# water change: tap & tank water parameters different



## sovrappensiero (Aug 5, 2010)

Hi again everyone,

It's been awhile since I posted a question, but I'm back. My tank is a 45 gallon, moderately-heavy planted tank that houses about 15 corys and a school of cardinal tetras (14 or so). Everyone's happy and the tank's been running since last August (I added the fish a few at a time, most recently 4 panda corys a few days ago).

consistent parameters: pH=6.6, ammonia=0, nitrite=0, nitrates=5ppm (it seems this is stable as long as I keep some DIY carbon dioxide running for the plants).

My problem is this: I wanted to do a 30% water change today after feeding frozen bloodworms yesterday and frozen brine shrimp today. I checked my tap water parameters first, and the pH is 8.0, ammonia is 0.25. 

What should I do about the water change? Buy distilled water this time around? If I just do a 10% change, would that be ok? I've got new panda corys, like I said, and I don't want to stress them out.

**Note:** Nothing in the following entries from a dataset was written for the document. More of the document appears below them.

use std::fmt::{Display, Formatter};

use serde::{Deserialize, Serialize};

use crate::ValidationError;

const MAX_SYMBOL_LEN: usize = 15;

/// Uppercase ticker used in API paths and as the fallback symbol for records.
#[derive(Debug, Clone, PartialEq, Eq, Hash, Serialize, Deserialize)]
#[serde(try_from = "String", into = "String")]
pub struct Symbol(String);

impl Symbol {
    /// Parse and normalize a symbol to uppercase.
    pub fn parse(input: &str) -> Result<Self, ValidationError> {
        let trimmed = input.trim();
        if trimmed.is_empty() {
            return Err(ValidationError::EmptySymbol);
        }

        let normalized = trimmed.to_ascii_uppercase();
        let len = normalized.chars().count();
        if len > MAX_SYMBOL_LEN {
            return Err(ValidationError::SymbolTooLong {
                len,
                max: MAX_SYMBOL_LEN,
            });
        }

        // Suffixes like `.T`, carets and slashes are real tickers; the path
        // segment is percent-encoded.
        if let Some((index, ch)) = normalized
            .chars()
            .enumerate()
            .find(|(_, ch)| ch.is_whitespace() || ch.is_control())
        {
            return Err(ValidationError::SymbolInvalidChar { ch, index });
        }

        Ok(Self(normalized))
    }

    /// Interpret free-text search box input.
    ///
    /// Blank input is not a search and yields `Ok(None)`; anything else must
    /// parse as a symbol.
    pub fn from_search_input(input: &str) -> Result<Option<Self>, ValidationError> {
        if input.trim().is_empty() {
            return Ok(None);
        }
        Self::parse(input).map(Some)
    }

    /// Wrap a constant already known to be a valid uppercase symbol.
    pub(crate) fn from_static(value: &'static str) -> Self {
        Self(value.to_owned())
    }

    pub fn as_str(&self) -> &str {
        &self.0
    }
}

impl Display for Symbol {
    fn fmt(&self, f: &mut Formatter<'_>) -> std::fmt::Result {
        f.write_str(self.as_str())
    }
}

impl TryFrom<String> for Symbol {
    type Error = ValidationError;

    fn try_from(value: String) -> Result<Self, Self::Error> {
        Self::parse(&value)
    }
}

impl TryFrom<&str> for Symbol {
    type Error = ValidationError;

    fn try_from(value: &str) -> Result<Self, Self::Error> {
        Self::parse(value)
    }
}

impl From<Symbol> for String {
    fn from(value: Symbol) -> Self {
        value.0
    }
}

BTW, fluctuating pH seems to be a common problem with my municipality's tap water. That's why I check it before I do a water change. Never seen the ammonia above 0 though.

Appreciate any help you guys can offer! Thanks in advance!


----------



## Byron (Mar 7, 2009)

There are a couple options, and to suggest the best can you first tell us the hardness of the tap water? The water suply folks can tell you this, no need to get a hardness kit. The GH and KH, or whatever they can tell you, will help point us in the best direction.

While you're there, any idea as to why the pH fluctuates so much. And can you give us the spread for that?

Byron.


----------



## sovrappensiero (Aug 5, 2010)

Ah sorry - I guess it would have helped if I had provided the hardness info.

This morning I measured it using a test kit: GH = 2, KH = 2-3 (hard to tell; it was orange-ish at 2, but fully orange at 3 drops). My tank is GH=4, KH=2-3.

The usual spread is 7.0-8.0. I haven't tested it at higher or lower than that (doesn't mean it hasn't been higher and lower, of course). It's probably because the water is so soft...but my tank water's pH doesn't fluctuate this much (6.6-6.8, max 7.0). My fish don't seem to be bothered by it, but maybe I'm wrong....I tested once a day for a few months but recently stopped and started testing only once a week. 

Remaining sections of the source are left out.